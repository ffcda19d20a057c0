//! chromawheel synthesizes a procedural color wheel and describes any point on
//! it: the color in a range of spaces and notations, artist descriptors, WCAG
//! contrast, harmonies, tint/shade ladders and a small palette with CSS
//! export.
//!
//! ```rust
//! use chromawheel::{Harmony, Palette, Sample, WheelGeometry};
//!
//! let wheel = WheelGeometry::new(400);
//! let sample = Sample::probe_at(&wheel, 30.0, 150.0);
//!
//! let mut palette = Palette::new();
//! palette.add_harmony(&wheel, &sample, Harmony::Triadic);
//! assert!(palette.export_css().starts_with(":root"));
//! ```

#![deny(missing_docs)]

pub mod color;
pub mod contrast;
pub mod descriptor;
mod error;
pub mod harmony;
pub mod math;
pub mod models;
pub mod palette;
pub mod raster;
pub mod sample;
pub mod tints;
pub mod wheel;

#[cfg(test)]
mod test;

pub use color::{Component, Components};
pub use contrast::{contrast_ratio, Accessibility, WcagLevel};
pub use descriptor::{hue_name, temperature, Descriptors, Temperature};
pub use error::{Error, Result};
pub use harmony::{harmony_angles, Harmony, HarmonyAngle};
pub use models::Srgb;
pub use palette::{Palette, Swatch, SwatchId, PALETTE_CAPACITY};
pub use raster::Raster;
pub use sample::{Complement, Sample, Undefined};
pub use tints::{tint_shade_ladder, TintShadeStep};
pub use wheel::{Point, WheelGeometry};
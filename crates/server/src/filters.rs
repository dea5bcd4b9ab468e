//! Custom Askama template filters.

#![allow(clippy::unnecessary_wraps)]

use std::fmt::Display;

/// Returns the current year.
///
/// Usage in templates: `{{ ""|current_year }}`
#[allow(clippy::unnecessary_wraps)]
#[askama::filter_fn]
pub fn current_year(_value: impl Display, _env: &dyn askama::Values) -> askama::Result<i32> {
    use chrono::Datelike;
    Ok(commande_core::OrderTimestamp::now().as_naive().year())
}

/// French column heading for an order record field name.
///
/// Unknown names are returned unchanged.
///
/// Usage in templates: `{{ header|field_label }}`
#[allow(clippy::unnecessary_wraps)]
#[askama::filter_fn]
pub fn field_label(name: impl Display, _env: &dyn askama::Values) -> askama::Result<String> {
    Ok(french_field_label(&name.to_string()).to_string())
}

fn french_field_label(name: &str) -> &str {
    match name {
        "timestamp" => "Date et heure",
        "product" => "Produit",
        "unit" => "Unité",
        "depot" => "Dépôt",
        "quantity" => "Quantité",
        "packaging" => "Conditionnement",
        "notes" => "Autres spécifications",
        "username" => "Utilisateur",
        other => other,
    }
}
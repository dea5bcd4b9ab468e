//! Authentication route handlers.
//!
//! Handles operator login and logout against the credential file.

use askama::Template;
use askama_web::WebTemplate;
use axum::{
    Form,
    extract::{Query, State},
    response::{IntoResponse, Redirect, Response},
};
use serde::Deserialize;
use tower_sessions::Session;

use crate::error::{clear_sentry_user, set_sentry_user};
use crate::filters;
use crate::middleware::{OptionalAuth, clear_current_user, set_current_user};
use crate::models::CurrentUser;
use crate::services::auth::AuthError;
use crate::state::AppState;

// =============================================================================
// Form Types
// =============================================================================

/// Login form data.
#[derive(Debug, Deserialize)]
pub struct LoginForm {
    pub username: String,
    pub password: String,
}

/// Query parameters for error/success display.
#[derive(Debug, Deserialize)]
pub struct MessageQuery {
    pub error: Option<String>,
    pub success: Option<String>,
}

// =============================================================================
// Templates
// =============================================================================

/// Login page template.
#[derive(Template, WebTemplate)]
#[template(path = "auth/login.html")]
pub struct LoginTemplate {
    pub error: Option<String>,
    pub success: Option<String>,
}

fn error_message(code: &str) -> String {
    match code {
        "credentials" => "Nom d'utilisateur ou mot de passe incorrect",
        "unavailable" => "Connexion impossible pour le moment, réessayez plus tard",
        "session" => "Votre session n'a pas pu être ouverte, réessayez",
        _ => "Une erreur est survenue",
    }
    .to_string()
}

fn success_message(code: &str) -> Option<String> {
    match code {
        "logout" => Some("Vous êtes déconnecté".to_string()),
        _ => None,
    }
}

// =============================================================================
// Login Routes
// =============================================================================

/// Display the login page.
///
/// Operators already logged in go straight to the order form.
pub async fn login_page(
    OptionalAuth(user): OptionalAuth,
    Query(query): Query<MessageQuery>,
) -> Response {
    if user.is_some() {
        return Redirect::to("/orders").into_response();
    }

    LoginTemplate {
        error: query.error.as_deref().map(error_message),
        success: query.success.as_deref().and_then(success_message),
    }
    .into_response()
}

/// Handle login form submission.
pub async fn login(
    State(state): State<AppState>,
    session: Session,
    Form(form): Form<LoginForm>,
) -> Response {
    let username = match state
        .credentials()
        .authenticate(form.username.trim(), &form.password)
        .await
    {
        Ok(username) => username,
        Err(AuthError::InvalidCredentials) => {
            tracing::warn!(username = %form.username.trim(), "Login failed");
            return Redirect::to("/auth/login?error=credentials").into_response();
        }
        Err(e) => {
            let event_id = sentry::capture_error(&e);
            tracing::error!(error = %e, sentry_event_id = %event_id, "Credential source unavailable");
            return Redirect::to("/auth/login?error=unavailable").into_response();
        }
    };

    if let Err(e) = set_current_user(&session, &CurrentUser { username: username.clone() }).await {
        tracing::error!(error = %e, "Failed to set session");
        return Redirect::to("/auth/login?error=session").into_response();
    }
    set_sentry_user(&username);

    Redirect::to("/orders").into_response()
}

/// Handle logout.
pub async fn logout(session: Session) -> Response {
    if let Err(e) = clear_current_user(&session).await {
        tracing::error!(error = %e, "Failed to clear session");
    }
    clear_sentry_user();

    Redirect::to("/auth/login?success=logout").into_response()
}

Work instruction: Type out again, exactly as written, the lines from the beginning of the material through the one containing "pub fn field_label(name: impl".

Solution to the problem:
repository ffcda19d20a057c0
//! chromawheel synthesizes a procedural color wheel and describes any point on
//! it: the color in a range of spaces and notations, artist descriptors, WCAG
//! contrast, harmonies, tint/shade ladders and a small palette with CSS
//! export.
//!
//! ```rust
//! use chromawheel::{Harmony, Palette, Sample, WheelGeometry};
//!
//! let wheel = WheelGeometry::new(400);
//! let sample = Sample::probe_at(&wheel, 30.0, 150.0);
//!
//! let mut palette = Palette::new();
//! palette.add_harmony(&wheel, &sample, Harmony::Triadic);
//! assert!(palette.export_css().starts_with(":root"));
//! ```

#![deny(missing_docs)]

pub mod color;
pub mod contrast;
pub mod descriptor;
mod error;
pub mod harmony;
pub mod math;
pub mod models;
pub mod palette;
pub mod raster;
pub mod sample;
pub mod tints;
pub mod wheel;

#[cfg(test)]
mod test;

pub use color::{Component, Components};
pub use contrast::{contrast_ratio, Accessibility, WcagLevel};
pub use descriptor::{hue_name, temperature, Descriptors, Temperature};
pub use error::{Error, Result};
pub use harmony::{harmony_angles, Harmony, HarmonyAngle};
pub use models::Srgb;
pub use palette::{Palette, Swatch, SwatchId, PALETTE_CAPACITY};
pub use raster::Raster;
pub use sample::{Complement, Sample, Undefined};
pub use tints::{tint_shade_ladder, TintShadeStep};
pub use wheel::{Point, WheelGeometry};
filename crates/server/src/filters.rs
repository dea5bcd4b9ab468e
//! Custom Askama template filters.

#![allow(clippy::unnecessary_wraps)]

use std::fmt::Display;

/// Returns the current year.
///
/// Usage in templates: `{{ ""|current_year }}`
#[allow(clippy::unnecessary_wraps)]
#[askama::filter_fn]
pub fn current_year(_value: impl Display, _env: &dyn askama::Values) -> askama::Result<i32> {
    use chrono::Datelike;
    Ok(commande_core::OrderTimestamp::now().as_naive().year())
}

/// French column heading for an order record field name.
///
/// Unknown names are returned unchanged.
///
/// Usage in templates: `{{ header|field_label }}`
#[allow(clippy::unnecessary_wraps)]
#[askama::filter_fn]
pub fn field_label(name: impl Display, _env: &dyn askama::Values) -> askama::Result<String> {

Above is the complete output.